Hinton had run News Corp's British newspaper arm, News International, for many years including the period of the alleged phone hacking.
Such matters are deeply concerning to us, suggesting as they do a serious default of basic journalistic standards in certain units of News Corp, the Dow Jones Special Committee said in a statement on Friday after Hinton's resignation.
The five-member watchdog was created in 2007 to help assuage the concerns of the Bancroft family who used to own Dow Jones. The Bancrofts were worried about the editorial independence and integrity of the Wall Street Journal and Dow Jones Newswires under News Corp ownership.
Each member of the committee, chaired by Thomas Bray, is paid $100,000 a year. (Click here for a Breakingviews column on the panel)
The panel said it has no reason to believe that Hinton's departure was related to activities by the Wall Street Journal or Dow Jones or that any of the London offenses or anything like them have taken place at Dow Jones.
Bray told the Associated Press on Saturday that the committee did not conduct an independent investigation to come to its conclusions.
All we can testify to is what has or has not come to our attention, Bray told the AP. That's our function.
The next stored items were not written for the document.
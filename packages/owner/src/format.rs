//! Display formatting for owners, parcels and ownership forms.

use crate::types::{Individual, Parcel};

/// Country omitted from addresses.
const DEFAULT_COUNTRY: &str = "Schweiz";

/// Display text for an Eigentumsform or parcel kind. Unknown keys pass through.
///
/// # Examples
/// ```
/// use plotinfo_owner::format::ownership_form_label;
///
/// assert_eq!(ownership_form_label("StockwerksEinheit"), "Stockwerkeigentum");
/// assert_eq!(ownership_form_label("Baurecht"), "Baurecht");
/// ```
#[must_use]
pub fn ownership_form_label(key: &str) -> &str {
    match key {
        "AlleinEigentum" => "Alleineigentum",
        "GesamtEigentum" => "Gesamteigentum",
        "MitEigentum" => "Miteigentum",
        "GewoehnlichesMiteigentum" => "Verselbständigtes Miteigentum",
        "StockwerksEinheit" => "Stockwerkeigentum",
        other => other,
    }
}

/// Format an owner as `"Vornamen Name, Strasse Nr, PLZ Ort, Land"`.
///
/// Missing parts are left out, as is the country when it is Switzerland.
#[must_use]
pub fn format_address(person: &Individual) -> String {
    let address = person.address.as_ref();
    let name = join_present(&[person.given_names.as_deref(), person.name.as_deref()], " ");
    let street = join_present(
        &[
            address.and_then(|a| a.street.as_deref()),
            address.and_then(|a| a.house_number.as_deref()),
        ],
        " ",
    );
    let city = join_present(
        &[
            address.and_then(|a| a.postal_code.as_deref()),
            address.and_then(|a| a.city.as_deref()),
        ],
        " ",
    );
    let country = address
        .and_then(|a| a.country.as_deref())
        .filter(|c| *c != DEFAULT_COUNTRY);

    join_present(
        &[
            Some(name.as_str()),
            Some(street.as_str()),
            Some(city.as_str()),
            country,
        ],
        ", ",
    )
}

/// Format a parcel as `"GB-Nr. <Nummer>[-<Zusatz>] <Gemeinde>"`.
#[must_use]
pub fn format_parcel_label(parcel: &Parcel) -> String {
    let number = join_present(&[Some(parcel.number.as_str()), Some(parcel.suffix.as_str())], "-");
    format!(
        "GB-Nr. {} {}",
        number,
        parcel.municipality_name.as_deref().unwrap_or_default()
    )
}

fn join_present(parts: &[Option<&str>], separator: &str) -> String {
    parts
        .iter()
        .flatten()
        .filter(|s| !s.is_empty())
        .copied()
        .collect::<Vec<_>>()
        .join(separator)
}

#[cfg(test)]
mod tests {
    use super::*;
    use crate::types::{Address, ParcelKind};

    fn hans() -> Individual {
        Individual {
            name: Some("Muster".into()),
            given_names: Some("Hans".into()),
            address: Some(Address {
                street: Some("Hauptstrasse".into()),
                house_number: Some("12a".into()),
                postal_code: Some("4500".into()),
                city: Some("Solothurn".into()),
                country: Some("Schweiz".into()),
            }),
        }
    }

    fn parcel(number: &str, suffix: &str, municipality: Option<&str>) -> Parcel {
        Parcel {
            record_key: String::new(),
            egrid: "CH207506973252".into(),
            number: number.into(),
            suffix: suffix.into(),
            municipality_code: "2601".into(),
            kind: ParcelKind::Liegenschaft,
            municipality_name: municipality.map(String::from),
            description: None,
        }
    }

    #[test]
    fn test_ownership_form_label() {
        assert_eq!(ownership_form_label("AlleinEigentum"), "Alleineigentum");
        assert_eq!(ownership_form_label("GesamtEigentum"), "Gesamteigentum");
        assert_eq!(ownership_form_label("MitEigentum"), "Miteigentum");
        assert_eq!(
            ownership_form_label("GewoehnlichesMiteigentum"),
            "Verselbständigtes Miteigentum"
        );
        assert_eq!(ownership_form_label("Liegenschaft"), "Liegenschaft");
    }

    #[test]
    fn test_format_address_full_swiss() {
        assert_eq!(
            format_address(&hans()),
            "Hans Muster, Hauptstrasse 12a, 4500 Solothurn"
        );
    }

    #[test]
    fn test_format_address_foreign_country() {
        let mut person = hans();
        if let Some(address) = person.address.as_mut() {
            address.country = Some("Deutschland".into());
        }
        assert_eq!(
            format_address(&person),
            "Hans Muster, Hauptstrasse 12a, 4500 Solothurn, Deutschland"
        );
    }

    #[test]
    fn test_format_address_partial() {
        let person = Individual {
            name: Some("Einwohnergemeinde Solothurn".into()),
            given_names: None,
            address: Some(Address {
                street: None,
                house_number: Some("3".into()),
                postal_code: None,
                city: Some("Solothurn".into()),
                country: None,
            }),
        };
        assert_eq!(format_address(&person), "Einwohnergemeinde Solothurn, 3, Solothurn");
    }

    #[test]
    fn test_format_address_hidden() {
        let mut person = hans();
        person.address = None;
        assert_eq!(format_address(&person), "Hans Muster");
    }

    #[test]
    fn test_format_parcel_label() {
        assert_eq!(
            format_parcel_label(&parcel("575", "", Some("Solothurn"))),
            "GB-Nr. 575 Solothurn"
        );
        assert_eq!(
            format_parcel_label(&parcel("1023", "1", Some("Grenchen"))),
            "GB-Nr. 1023-1 Grenchen"
        );
    }

    #[test]
    fn test_format_parcel_label_without_municipality() {
        assert_eq!(format_parcel_label(&parcel("7", "", None)), "GB-Nr. 7 ");
    }
}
We're not a police force.
When asked if the committee plans to open an investigation into the matter, Bray told Reuters, We are letting the statement speak for itself for now.
Rebekah Brooks, the former head of Rupert Murdoch's British newspaper business, was arrested on Sunday in the latest twist of a phone-hacking scandal that has tainted British police and politicians and shaken the tycoon's global media empire.